Uncategorized Jun 25, 2020

In the blog Healing Happens in the Present, I mentioned I would share more about practicing non-judgement of self and self love. 

When I tell people I'm a self love mindset coach, they often say to me "Do people really need to learn how to love themselves? Come on."

To which I reply "Yes, let me share a few of the ways you may recognize where you are lacking self love."

It never fails, within the first couple examples, the light bulb goes off and they see the value of practicing intentional self love. 

The top example I give is negative self talk, i.e. self judgement. Self judgment is often so ingrained in our internal dialogue that we often don't realize how poorly we are talking to ourselves. I once read a saying that essentially said, if you wouldn't say it to another person, don't say it to yourself. How often do you say mean sh#t to yourself that you wouldn't dare say to another person? 

I'm not talking about occasionally chiding yourself for doing something you consider dumb. I'm talking about the abusive language we use to keep ourselves limited, less than and disempowered. 

The biggest way this shows up for women is our body, then our value based on what we can offer others and finally guilt. Feeling guilty for being selfish (selfish as in actually taking care of ourselves and our well being, putting yourself first). 

Negative things we say about our bodies:

  • I'm too fat. 
  • I'm too skinny. 
  • I'm too light. 
  • I'm too dark. 
  • My boobs are too big. 
  • My boobs are too small. 
  • My butt is too big. 
  • My butt is too small. 

This list could go on forever, you get the point. These observations about ourselves then lead to mental criticism about how we eat and exercise, either not enough or too much. How we look in our clothes and out of our clothes. We won't go into how we can rip apart our faces and hair. 

Not sure if you are judging yourself often or how harshly? An easy way to check is to keep a mental count of how many times a day you catch yourself saying something mean to yourself. I say a mental count because once you get to 10 you'll be pretty fed up with yourself. This works for all ways we are judging and criticizing ourselves, but you can pick one topic, like your body and start there. 

We base our value on what we can do for or offer others. 

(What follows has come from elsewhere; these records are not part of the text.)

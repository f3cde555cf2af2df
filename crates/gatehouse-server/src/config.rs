use gatehouse_auth::config::AuthConfig;
use gatehouse_auth::types::{Client, ResourceOwner};
use serde::{Deserialize, Serialize};
use std::collections::{BTreeMap, HashMap};
use std::net::SocketAddr;

#[derive(Debug, Clone, Serialize, Deserialize, Default)]
pub struct AppConfig {
    #[serde(default)]
    pub server: ServerConfig,
    #[serde(default)]
    pub logging: LoggingConfig,
    /// Protocol core configuration
    #[serde(default)]
    pub auth: AuthConfig,
    /// ACR label to numeric strength. Higher is stronger.
    #[serde(default)]
    pub acr_levels: HashMap<String, i32>,
    /// Clients registered at startup
    #[serde(default)]
    pub clients: Vec<ClientSeed>,
    /// Users registered at startup
    #[serde(default)]
    pub users: Vec<UserSeed>,
}

impl AppConfig {
    pub fn validate(&self) -> Result<(), String> {
        if self.server.port == 0 {
            return Err("server.port must be > 0".into());
        }
        if self.server.body_limit_bytes == 0 {
            return Err("server.body_limit_bytes must be > 0".into());
        }
        let lvl = self.logging.level.to_ascii_lowercase();
        let valid_levels = ["trace", "debug", "info", "warn", "error", "off"];
        if !valid_levels.contains(&lvl.as_str()) {
            return Err(format!("logging.level must be one of {valid_levels:?}"));
        }
        self.auth.validate().map_err(|e| format!("auth: {e}"))?;
        for seed in &self.clients {
            if seed.client.client_id.is_empty() {
                return Err("clients[].client_id cannot be empty".into());
            }
        }
        for seed in &self.users {
            if seed.username.is_empty() || seed.password.is_empty() {
                return Err("users[] require username and password".into());
            }
        }
        Ok(())
    }

    pub fn addr(&self) -> SocketAddr {
        let ip: std::net::IpAddr = self
            .server
            .host
            .parse()
            .unwrap_or(std::net::IpAddr::from([0, 0, 0, 0]));
        SocketAddr::from((ip, self.server.port))
    }
}

#[derive(Debug, Clone, Serialize, Deserialize)]
pub struct ServerConfig {
    #[serde(default = "default_host")]
    pub host: String,
    #[serde(default = "default_port")]
    pub port: u16,
    #[serde(default = "default_body_limit")]
    pub body_limit_bytes: usize,
}

fn default_host() -> String {
    "0.0.0.0".into()
}
fn default_port() -> u16 {
    8080
}
fn default_body_limit() -> usize {
    64 * 1024
}

impl Default for ServerConfig {
    fn default() -> Self {
        Self {
            host: default_host(),
            port: default_port(),
            body_limit_bytes: default_body_limit(),
        }
    }
}

#[derive(Debug, Clone, Serialize, Deserialize)]
pub struct LoggingConfig {
    #[serde(default = "default_log_level")]
    pub level: String,
}
fn default_log_level() -> String {
    "info".into()
}
impl Default for LoggingConfig {
    fn default() -> Self {
        Self {
            level: default_log_level(),
        }
    }
}

/// Client registration loaded from configuration.
///
/// `secret` is plain text and hashed at startup. A pre-hashed Argon2 value
/// may be given as `client_secret` instead.
#[derive(Debug, Clone, Serialize, Deserialize)]
pub struct ClientSeed {
    #[serde(flatten)]
    pub client: Client,
    #[serde(default, skip_serializing)]
    pub secret: Option<String>,
}

/// Resource owner loaded from configuration.
///
/// Prefer `GATEHOUSE__USERS__0__PASSWORD` over a plain-text password in the file.
#[derive(Debug, Clone, Serialize, Deserialize)]
pub struct UserSeed {
    /// Stable identifier. Defaults to the username.
    #[serde(default)]
    pub id: Option<String>,
    pub username: String,
    #[serde(skip_serializing)]
    pub password: String,
    #[serde(default)]
    pub claims: BTreeMap<String, serde_json::Value>,
}

impl UserSeed {
    pub fn owner(&self) -> ResourceOwner {
        let mut owner = ResourceOwner::new(
            self.id.clone().unwrap_or_else(|| self.username.clone()),
            self.username.clone(),
        );
        owner.claims = self.claims.clone();
        owner
    }
}

pub mod loader {
    use super::AppConfig;
    use config::{Config, Environment, File};
    use std::path::PathBuf;

    pub const DEFAULT_CONFIG_PATH: &str = "gatehouse.toml";

    pub fn load_config(path: Option<&str>) -> Result<AppConfig, String> {
        let mut builder = Config::builder();
        let pathbuf = PathBuf::from(path.unwrap_or(DEFAULT_CONFIG_PATH));
        if pathbuf.exists() {
            builder = builder.add_source(File::from(pathbuf));
        } else if path.is_some() {
            return Err(format!("config file not found: {}", pathbuf.display()));
        }
        // Environment variable overrides, e.g., GATEHOUSE__SERVER__PORT=9090
        builder = builder.add_source(
            Environment::with_prefix("GATEHOUSE")
                .try_parsing(true)
                .separator("__"),
        );
        let cfg = builder
            .build()
            .map_err(|e| format!("config build error: {e}"))?;
        let merged: AppConfig = cfg
            .try_deserialize()
            .map_err(|e| format!("config deserialize error: {e}"))?;
        merged.validate()?;
        Ok(merged)
    }
}

#[cfg(test)]
mod tests {
    use super::loader::load_config;
    use super::*;
    use std::io::Write;

    fn write_config(contents: &str) -> tempfile::NamedTempFile {
        let mut file = tempfile::Builder::new().suffix(".toml").tempfile().unwrap();
        file.write_all(contents.as_bytes()).unwrap();
        file
    }

    #[test]
    fn test_load_full_config() {
        let file = write_config(
            r#"
[server]
port = 9191

[logging]
level = "debug"

[auth]
issuer = "https://idp.example.com"

[auth.session]
unused_lifetime = -1
session_lifetime = "8h"

[auth.signing]
algorithm = "HS256"
secret = "file-secret"

[acr_levels]
password = 10
otp = 20

[[clients]]
client_id = "rp"
secret = "rp-secret"
grant_types = ["authorization_code", "refresh_token"]
scopes = ["openid", "profile"]
frontchannel_logout_uris = ["https://rp.example.com/logout"]

[[users]]
username = "alice"
password = "wonderland"
"#,
        );

        let cfg = load_config(file.path().to_str()).unwrap();
        assert_eq!(cfg.server.port, 9191);
        assert_eq!(cfg.logging.level, "debug");
        assert_eq!(cfg.auth.issuer, "https://idp.example.com");
        assert_eq!(cfg.auth.session.unused_lifetime, -1);
        assert_eq!(
            cfg.auth.session.session_lifetime,
            std::time::Duration::from_secs(8 * 3600)
        );
        assert_eq!(cfg.acr_levels.get("otp"), Some(&20));

        assert_eq!(cfg.clients.len(), 1);
        let seed = &cfg.clients[0];
        assert_eq!(seed.client.client_id, "rp");
        assert_eq!(seed.secret.as_deref(), Some("rp-secret"));
        assert!(seed.client.active);
        assert_eq!(seed.client.frontchannel_logout_uris.len(), 1);

        let owner = cfg.users[0].owner();
        assert_eq!(owner.id, "alice");
        assert_eq!(owner.username, "alice");
    }

    #[test]
    fn test_missing_signing_secret_is_rejected() {
        let file = write_config(
            r#"
[auth]
issuer = "https://idp.example.com"
"#,
        );
        let err = load_config(file.path().to_str()).unwrap_err();
        assert!(err.contains("signing.secret"), "{err}");
    }

    #[test]
    fn test_invalid_log_level() {
        let mut cfg = AppConfig::default();
        cfg.auth.signing.secret = Some("s".into());
        assert!(cfg.validate().is_ok());

        cfg.logging.level = "loud".into();
        assert!(cfg.validate().is_err());
    }

    #[test]
    fn test_missing_explicit_path() {
        let err = load_config(Some("/nonexistent/gatehouse.toml")).unwrap_err();
        assert!(err.contains("not found"));
    }
}
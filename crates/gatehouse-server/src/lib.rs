pub mod config;
pub mod observability;
pub mod server;

pub use config::{AppConfig, ClientSeed, LoggingConfig, ServerConfig, UserSeed};
pub use observability::{apply_logging_level, init_tracing};
pub use server::{GatehouseServer, ServerBuilder, build_app, build_state};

If we don't have something to give someone else or we can't do something for them, we assume we have no value to offer. This nasty dialogue sounds like: 

  • If you were a better cook you could have brought some food. 
  • If you were craftier you could've whipped up a quick gift. 
  • If you were smarter you could've solved their problem for them. 
  • If you clean their house for them, they'll like you better. 
  • If you do their work for them, you'll show them how important you are. 
  • If you let them go first they will see how nice you are and everyone likes a nice person. (there is a false value in being nice)
  • If you were.......

Again you see where this is going. As women, we've been trained to believe that just showing up and offering time with us is not enough. We need to bring something of value or we are worthless. We need to be able to do something or we are worthless. We've trained ourselves into a tit for tat system. When quite often, just our presence and the love we radiate has always been enough. 

Releasing the judgement we have on our own value opens us up to show up as ourselves and truly give to others the best of who we are. 

Once you've tallied how many times you are talking badly to yourself, the next step is to flip the script. Every time you catch yourself saying something negative, just change it to something positive. Whether you believe it or not. You can start practicing positive self talk in each and every moment. 

And last, but definitely not least, GUILT.

Guilt is the underlying emotional energy that fuels most of the negative talk and feeling worthless. 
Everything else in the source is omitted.